João Cândido, embora não tenha participado do novo levante, também é preso e enviado para a prisão subterrânea da Ilha das Cobras, na noite de Natal de 1910, com mais 17 companheiros. Os 18 presos foram jogados em uma cela recém-lavada com água e cal. A cela ficava em um túnel subterrâneo, do qual era separada por um portão de ferro. Fechava-a ainda grossa porta de madeira, dotada de minúsculo respiradouro. O comandante do Batalhão Naval, capitão-de-fragata Marques da Rocha, por razões que ninguém sabe ao certo, levou consigo as chaves da cela e foi passar a noite de Natal no Clube Naval, embora residisse na ilha.

A falta de ventilação, a poeira da cal, o calor, a sede começaram a sufocar os presos, cujos gritos chamaram a atenção da guarda na madrugada de Natal. Por falta das chaves, o carcereiro não podia entrar na cela. Marques da Rocha só chegou à ilha às oito horas da manhã. Ao serem abertos os dois portões da solitária, só dois presos sobreviviam, João Cândido e o soldado naval João Avelino. O Natal dos demais fora paixão e morte.

O médico da Marinha, no entanto, diagnosticou a causa da morte como sendo “insolação”. Marques da Rocha foi absolvido em Conselho de Guerra, promovido a capitão-de mar-e-guerra e recebido em jantar pelo presidente da República.

João Cândido continuou na prisão, às voltas com os fantasmas da noite de terror. O jornalista Edmar Morel (1979, p. 182) registrou assim seu depoimento pessoal: “Depois da retirada dos cadáveres, comecei a ouvir gemidos dos meus companheiros mortos, quando não via os infelizes, em agonia, gritando desesperadamente, rolando pelo chão de barro úmido e envoltos em verdadeiras nuvens da cal. A cena dantesca jamais saiu dos meus olhos.

Atormentado pela lembrança dos companheiros mortos, João Cândido é algum tempo depois internado em um hospício.

Perto do mar, as “pedras pisadas do cais”

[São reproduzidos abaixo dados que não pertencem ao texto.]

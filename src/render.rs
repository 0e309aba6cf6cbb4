//! Frame rendering: photon counts to noisy 16-bit camera frames.
//!
//! For one frame index every active site scatters its detected photons with
//! the PSF, the photon positions are binned into the pixel grid, and the
//! sensor noise model and 16-bit saturation are applied.

use ndarray::Array2;
use rand::rngs::StdRng;
use rand::{Rng, SeedableRng};
use rand_distr::{Distribution, StandardNormal};
use rayon::prelude::*;
use tracing::{debug, info};

use crate::error::{Result, SimulationError};
use crate::params::SimulationParams;
use crate::structure::StructureTable;

/// Largest value a 16-bit sensor can report.
pub const SENSOR_MAX: f64 = 65535.0;

/// Sample detected photon positions for frame `runner`.
///
/// Sites without photons in this frame contribute nothing.
pub fn photon_positions<R: Rng + ?Sized>(
    runner: usize,
    photons: &Array2<u32>,
    structures: &StructureTable,
    params: &SimulationParams,
    rng: &mut R,
) -> Result<Vec<(f64, f64)>> {
    if photons.nrows() != structures.len() {
        return Err(SimulationError::TableMismatch {
            table: photons.nrows(),
            sites: structures.len(),
        });
    }
    if runner >= photons.ncols() {
        return Err(SimulationError::FrameOutOfRange {
            runner,
            frames: photons.ncols(),
        });
    }

    let column = photons.column(runner);
    let total: usize = column.iter().map(|&count| count as usize).sum();
    let mut positions = Vec::with_capacity(total);
    for (site, &count) in structures.sites().iter().zip(column.iter()) {
        if count == 0 {
            continue;
        }
        let widths = params.psf_widths(site.z);
        for _ in 0..count {
            let dx: f64 = StandardNormal.sample(rng);
            let dy: f64 = StandardNormal.sample(rng);
            positions.push((site.x + widths.sigma_x * dx, site.y + widths.sigma_y * dy));
        }
    }
    Ok(positions)
}

/// Bin index of `value` on unit-width bins spanning `[0, pixels]`.
///
/// The right edge belongs to the last bin; values outside are dropped.
fn bin_index(value: f64, pixels: usize) -> Option<usize> {
    if (0.0..=pixels as f64).contains(&value) {
        Some((value.floor() as usize).min(pixels - 1))
    } else {
        None
    }
}

/// Histogram photon positions into a `pixels × pixels` grid.
///
/// Rows follow y and are flipped so that row 0 holds the largest y, matching
/// the orientation used by the localization software reading these movies.
pub fn histogram2d(positions: &[(f64, f64)], pixels: usize) -> Array2<f64> {
    let mut frame = Array2::<f64>::zeros((pixels, pixels));
    if pixels == 0 {
        return frame;
    }
    for &(x, y) in positions {
        if let (Some(col), Some(row)) = (bin_index(x, pixels), bin_index(y, pixels)) {
            frame[[pixels - 1 - row, col]] += 1.0;
        }
    }
    frame
}

/// Saturate at the sensor ceiling and round to integer counts.
pub fn quantize(frame: &Array2<f64>) -> Array2<u16> {
    frame.mapv(|value| value.clamp(0.0, SENSOR_MAX).round() as u16)
}

/// Render frame `runner` of the movie.
pub fn convert_movie<R: Rng + ?Sized>(
    runner: usize,
    photons: &Array2<u32>,
    structures: &StructureTable,
    params: &SimulationParams,
    rng: &mut R,
) -> Result<Array2<u16>> {
    let positions = photon_positions(runner, photons, structures, params, rng)?;
    let simframe = histogram2d(&positions, params.imagesize);
    let noisy = params.noise.apply(&simframe, params.background, rng)?;
    debug!(runner, photons = positions.len(), "rendered frame");
    Ok(quantize(&noisy))
}

/// Render every frame, one independent RNG stream per frame.
///
/// Frame `i` is seeded with `seed + i`; the photon table is only read.
pub fn render_movie(
    photons: &Array2<u32>,
    structures: &StructureTable,
    params: &SimulationParams,
    seed: u64,
) -> Result<Vec<Array2<u16>>> {
    let frames = (0..photons.ncols())
        .into_par_iter()
        .map(|runner| {
            let mut rng = StdRng::seed_from_u64(seed.wrapping_add(runner as u64));
            convert_movie(runner, photons, structures, params, &mut rng)
        })
        .collect::<Result<Vec<_>>>()?;
    info!(
        frames = frames.len(),
        pixels = params.imagesize,
        "movie rendered"
    );
    Ok(frames)
}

Aos poucos, ele se restabelece. É solto e expulso da Marinha. Os navios mercantes não o aceitam: nenhum comandante quer por perto um ex-presidiário, agitador, negro, pobre e talvez doido. João Cândido continuará contudo perto do mar, até morrer, em 1969, aos 89 anos de idade, como simples vendedor de peixe.

Os que fizeram a Revolta da Chibata morreram ou foram presos, desmoralizados e destruídos. Seu líder terminou sem patente militar, sem aposentadoria e semi-ignorado pela História oficial. No entanto, o belíssimo samba “O Mestre-Sala dos Mares”, de João Bosco e Aldir Blanc, composto nos anos 70, imortalizou João Cândido e a Revolta da Chibata. Como diz a música, seu monumento estará para sempre “nas pedras pisadas do cais”. A mensagem de coragem e liberdade do “Almirante Negro” e seus companheiros resiste.

HOMENAGEM DE JOÃO BOSCO E ALDIR BLANC À “REVOLTA DA CHIBATA”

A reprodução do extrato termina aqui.